There are few methodical requirements that act as a driving force for the establishment and implementation of the Quality Management System. And the essential element is the Quality Manual.
It’s the primary guide for your company. It represents the quality culture of the organization, as well it has the role to outline the structure of the documentation used in QMS. It moreover has the duty to delineate authorities, inter-relationships, and responsibilities other personnel for performing within the system.
“qmsWrapper includes an Interactive Quality Manual Creator Tool that helps you create your company’s Quality Manual, that is fully integrated with your QMS processes or workflows, all in accordance with ISO 13485:2016.”
Medical Device File
It’s your documented guideline. By ISO13485:2016 you have to establish one or more Medical Device Files. That implies for each medical device type or medical device family.

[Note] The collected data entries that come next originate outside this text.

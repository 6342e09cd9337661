//! Publishing: convert, validate and hand off to storage.
//!
//! Schema validation and storage are external collaborators behind the
//! [`SchemaValidator`] and [`PublishSink`] traits. The [`Publisher`] runs
//! them in order after conversion, so the core itself never does I/O.

use tracing::{info, warn};

use crate::convert::BusinessToLdmlConverter;
use crate::error::{LdmlError, Result};
use crate::model::{DocumentationUnit, DocumentationUnitContent};

/// Validates a serialized LDML document against the target schema.
pub trait SchemaValidator: Send + Sync {
    /// Return [`LdmlError::Validation`] when the document is rejected.
    fn validate(&self, xml: &str) -> Result<()>;
}

/// Stores a published LDML document.
pub trait PublishSink: Send + Sync {
    /// Return [`LdmlError::Publish`] when the document cannot be stored.
    fn publish(&self, document_number: &str, xml: &str, bucket_key: &str) -> Result<()>;
}

/// Validator that only checks well-formedness and the Akoma Ntoso root.
#[derive(Debug, Clone, Copy, Default)]
pub struct WellFormednessValidator;

impl SchemaValidator for WellFormednessValidator {
    fn validate(&self, xml: &str) -> Result<()> {
        let document =
            roxmltree::Document::parse(xml).map_err(|e| LdmlError::Validation(e.to_string()))?;
        let root = document.root_element();
        if root.tag_name().name() != "akomaNtoso" {
            return Err(LdmlError::Validation(format!(
                "unexpected root element <{}>",
                root.tag_name().name()
            )));
        }
        Ok(())
    }
}

/// Result of a successful publish.
#[derive(Debug, Clone, PartialEq, Eq)]
pub struct PublishedDocument {
    pub document_number: String,
    pub bucket_key: String,
    pub xml: String,
}

/// Storage key of a published document.
#[must_use]
pub fn bucket_key(document_number: &str) -> String {
    format!("{document_number}.akn.xml")
}

/// Runs convert, validate and publish for one documentation unit.
pub struct Publisher {
    converter: BusinessToLdmlConverter,
    validator: Box<dyn SchemaValidator>,
    sink: Box<dyn PublishSink>,
}

impl Publisher {
    pub fn new(
        converter: BusinessToLdmlConverter,
        validator: Box<dyn SchemaValidator>,
        sink: Box<dyn PublishSink>,
    ) -> Self {
        Self {
            converter,
            validator,
            sink,
        }
    }

    /// Publish `unit`, editing the previously published XML when given.
    ///
    /// Conversion failures surface as [`LdmlError::ConversionFailed`],
    /// validation failures as [`LdmlError::Validation`] and storage
    /// failures as [`LdmlError::Publish`].
    pub fn publish(
        &self,
        unit: &DocumentationUnit,
        previous: Option<&str>,
    ) -> Result<PublishedDocument> {
        let xml = self.converter.convert_onto(unit, previous)?;
        let document_number = unit
            .document_number()
            .map(str::trim)
            .ok_or(LdmlError::MissingField("documentNumber"))?
            .to_string();

        if let Err(e) = self.validator.validate(&xml) {
            warn!(
                document_number = %document_number,
                error = %e,
                "schema validation rejected document"
            );
            return Err(match e {
                LdmlError::Validation(_) => e,
                other => LdmlError::Validation(other.to_string()),
            });
        }

        let bucket_key = bucket_key(&document_number);
        self.sink
            .publish(&document_number, &xml, &bucket_key)
            .map_err(|e| match e {
                LdmlError::Publish(_) => e,
                other => LdmlError::Publish(other.to_string()),
            })?;

        info!(
            document_number = %document_number,
            bucket_key = %bucket_key,
            "published documentation unit"
        );
        Ok(PublishedDocument {
            document_number,
            bucket_key,
            xml,
        })
    }
}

The File should obtain the certificate of conformity or any document that shows that all processes in the design, production, packing, storage, and handling suffice are compliant to the requirements of the standard.
Make sure the files contain the procedure for quality control, the critical factors of the products, and the type of instruments that will be allocated to confirm the critical points of the product.
Keep in mind the Medical Device File can help you improve the production time and make you avoid process duplication, even reduce shipment damage throughout the manufacturing and shipment processes.
It’s your obligation to control the documents, in every possible way. Your organization has to ensure that all changes done to documents are reviewed and approved. It includes defining a period for which at least one copy of outdated documents will be retained.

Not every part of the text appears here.